ザ・モンキーズもいいのですが、バブルガム・ポップとくれば避けて通れないのがブッダ・レコードです。今日ではブッダ・レコードこそがバブルガム・ポップの象徴といえそうな存在となっています。

ブッダ・レコード

筋金入りの音楽ファンからは子供向けのポップスとして軽く見られがちなバブルガム・ポップ。確かに幼稚なイメージありますね。しかし、しかしですよ、これが中々侮れないディープな世界が広がっているのです。
ブッダ・レコードの代表といえば、1910フルーツガム・カンパニー、オハイオ・エクスプレス、それにレモン・パイパーズでしょう。
また、同じ系列のカーマ・スートラ・レコードにはラヴィン・スプーンフルもいました。

1910フルーツガム・カンパニー

バブルガム・ポップの代表といえるのが1910フルーツガム・カンパニーでしょう。

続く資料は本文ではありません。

// SPDX-License-Identifier: BUSL-1.1
// Copyright (c) 2026 Alfred Jean LLC

//! Applicant profiles
//!
//! The validated input to a registration pipeline. Profiles are built
//! either directly from typed JSON or from a raw spreadsheet row via an
//! explicit allow-list mapping — unknown columns are ignored, never
//! copied onto the record.

use chrono::NaiveDate;
use serde::{Deserialize, Serialize};
use std::collections::HashMap;
use std::fmt;
use thiserror::Error;

/// Errors from profile validation and row parsing
#[derive(Debug, Error, PartialEq, Eq)]
pub enum ValidationError {
    #[error("missing required field: {0}")]
    MissingField(&'static str),
    #[error("invalid number for {field}: {value}")]
    InvalidNumber { field: &'static str, value: String },
    #[error("invalid date for {field}: {value} (expected YYYY-MM-DD)")]
    InvalidDate { field: &'static str, value: String },
    #[error("invalid gender: {0}")]
    InvalidGender(String),
}

/// Applicant gender as printed on the form
#[derive(Debug, Clone, Copy, PartialEq, Eq, Serialize, Deserialize)]
#[serde(rename_all = "lowercase")]
pub enum Gender {
    Male,
    Female,
}

impl Gender {
    fn parse(value: &str) -> Result<Self, ValidationError> {
        match value.trim().to_ascii_lowercase().as_str() {
            "male" | "m" => Ok(Gender::Male),
            "female" | "f" => Ok(Gender::Female),
            other => Err(ValidationError::InvalidGender(other.to_string())),
        }
    }
}

impl fmt::Display for Gender {
    fn fmt(&self, f: &mut fmt::Formatter<'_>) -> fmt::Result {
        match self {
            Gender::Male => f.write_str("Male"),
            Gender::Female => f.write_str("Female"),
        }
    }
}

/// Validated applicant data for one registration
#[derive(Debug, Clone, PartialEq, Serialize, Deserialize)]
pub struct ApplicantProfile {
    pub name: String,
    pub date_of_birth: NaiveDate,
    pub age: u8,
    #[serde(default)]
    pub weight_kg: Option<f32>,
    pub gender: Gender,
    #[serde(default)]
    pub guardian_name: Option<String>,
    pub state: String,
    pub district: String,
    pub belt_grade: String,
    #[serde(default)]
    pub school: Option<String>,
    /// Secondary natural key; unique only when non-blank
    #[serde(default)]
    pub national_id: Option<String>,
}

/// Columns accepted from bulk-import rows. Anything else is dropped.
const ROW_COLUMNS: [&str; 11] = [
    "name",
    "date_of_birth",
    "age",
    "weight_kg",
    "gender",
    "guardian_name",
    "state",
    "district",
    "belt_grade",
    "school",
    "national_id",
];

impl ApplicantProfile {
    /// Check required fields and value ranges.
    ///
    /// Deserialized input is already type-checked; this catches blank
    /// strings and out-of-range values that types alone cannot.
    pub fn validate(&self) -> Result<(), ValidationError> {
        if self.name.trim().is_empty() {
            return Err(ValidationError::MissingField("name"));
        }
        if self.state.trim().is_empty() {
            return Err(ValidationError::MissingField("state"));
        }
        if self.district.trim().is_empty() {
            return Err(ValidationError::MissingField("district"));
        }
        if self.belt_grade.trim().is_empty() {
            return Err(ValidationError::MissingField("belt_grade"));
        }
        if self.age == 0 {
            return Err(ValidationError::InvalidNumber {
                field: "age",
                value: "0".to_string(),
            });
        }
        Ok(())
    }

    /// Build a profile from a raw string row (bulk import).
    ///
    /// Only columns in the allow-list are read; blank optional values
    /// become `None`. The resulting profile is already validated.
    pub fn from_row(row: &HashMap<String, String>) -> Result<Self, ValidationError> {
        let profile = Self {
            name: required(row, "name")?,
            date_of_birth: parse_date(row, "date_of_birth")?,
            age: parse_number(row, "age")?,
            weight_kg: optional(row, "weight_kg")
                .map(|v| {
                    v.parse().map_err(|_| ValidationError::InvalidNumber {
                        field: "weight_kg",
                        value: v,
                    })
                })
                .transpose()?,
            gender: Gender::parse(&required(row, "gender")?)?,
            guardian_name: optional(row, "guardian_name"),
            state: required(row, "state")?,
            district: required(row, "district")?,
            belt_grade: required(row, "belt_grade")?,
            school: optional(row, "school"),
            national_id: optional(row, "national_id"),
        };
        profile.validate()?;
        Ok(profile)
    }

    /// The allow-listed column names, for import documentation and tests
    pub fn row_columns() -> &'static [&'static str] {
        &ROW_COLUMNS
    }

    /// Non-blank secondary natural key, if any
    pub fn natural_key(&self) -> Option<&str> {
        self.national_id
            .as_deref()
            .map(str::trim)
            .filter(|k| !k.is_empty())
    }

    /// Field values handed to the form renderer, keyed by layout field name
    pub fn render_values(&self) -> HashMap<String, String> {
        let mut values = HashMap::new();
        values.insert("name".to_string(), self.name.clone());
        values.insert(
            "date_of_birth".to_string(),
            self.date_of_birth.format("%Y-%m-%d").to_string(),
        );
        values.insert("age".to_string(), self.age.to_string());
        if let Some(weight) = self.weight_kg {
            values.insert("weight_kg".to_string(), format!("{weight:.1}"));
        }
        values.insert("gender".to_string(), self.gender.to_string());
        if let Some(guardian) = &self.guardian_name {
            values.insert("guardian_name".to_string(), guardian.clone());
        }
        values.insert("state".to_string(), self.state.clone());
        values.insert("district".to_string(), self.district.clone());
        values.insert("belt_grade".to_string(), self.belt_grade.clone());
        if let Some(school) = &self.school {
            values.insert("school".to_string(), school.clone());
        }
        if let Some(key) = self.natural_key() {
            values.insert("national_id".to_string(), key.to_string());
        }
        values
    }
}

fn required(row: &HashMap<String, String>, field: &'static str) -> Result<String, ValidationError> {
    match row.get(field).map(|v| v.trim()) {
        Some(v) if !v.is_empty() => Ok(v.to_string()),
        _ => Err(ValidationError::MissingField(field)),
    }
}

fn optional(row: &HashMap<String, String>, field: &str) -> Option<String> {
    row.get(field)
        .map(|v| v.trim())
        .filter(|v| !v.is_empty())
        .map(str::to_string)
}

fn parse_date(row: &HashMap<String, String>, field: &'static str) -> Result<NaiveDate, ValidationError> {
    let value = required(row, field)?;
    NaiveDate::parse_from_str(&value, "%Y-%m-%d")
        .map_err(|_| ValidationError::InvalidDate { field, value })
}

fn parse_number<T: std::str::FromStr>(
    row: &HashMap<String, String>,
    field: &'static str,
) -> Result<T, ValidationError> {
    let value = required(row, field)?;
    value
        .parse()
        .map_err(|_| ValidationError::InvalidNumber { field, value })
}

#[cfg(test)]
#[path = "profile_tests.rs"]
mod tests;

子供の音楽というには勿体ない。というか、当時の子供が大人になって、今聴いても色あせていない音楽と言うべきか。だいたい今の子供は絶対に聴かないでしょうね。
代表曲は「サイモン・セッズ」。当時は日本でもヒットしています。

1910フルーツガム・カンパニー
発売:1968年

サイモン・セッズ

バンドは1965年にジョーイ・レヴィン ラスティ・オッペンハイマー ラリー・リプレーによって結成され、アメリカ・ニュージャージー州を活動拠点としていました。
他にも「インディアン・ギヴァー」「1,2,3,レッド・ライト」などのヒットを放ちました。彼らはスタジオミュージシャンの寄せ集め(失礼)で、その実体はブッダ・レコードのプロデューサー、ジェリー・カセネッツとジェフ・カッツです。
そもそもバブルガム・ポップという言葉は、1910フルーツガム・カンパニーというバンド名に由来するものなんです。

そもそもバブルガム・ポップという言葉は、1910フルーツガム・カンパニーというバンド名に由来するものなんです。

オハイオ・エクスプレス

スタジオミュージシャンを使って録音し、ヒット曲を連発したバブルガム・ポップのアーティストたち。確かにそうしたバンドは多い。しかし、オハイオ・エクスプレスはちょっと違ってます。硬派。そう言ってもいいでしょう。音的にもガレージサウンドっぽいです。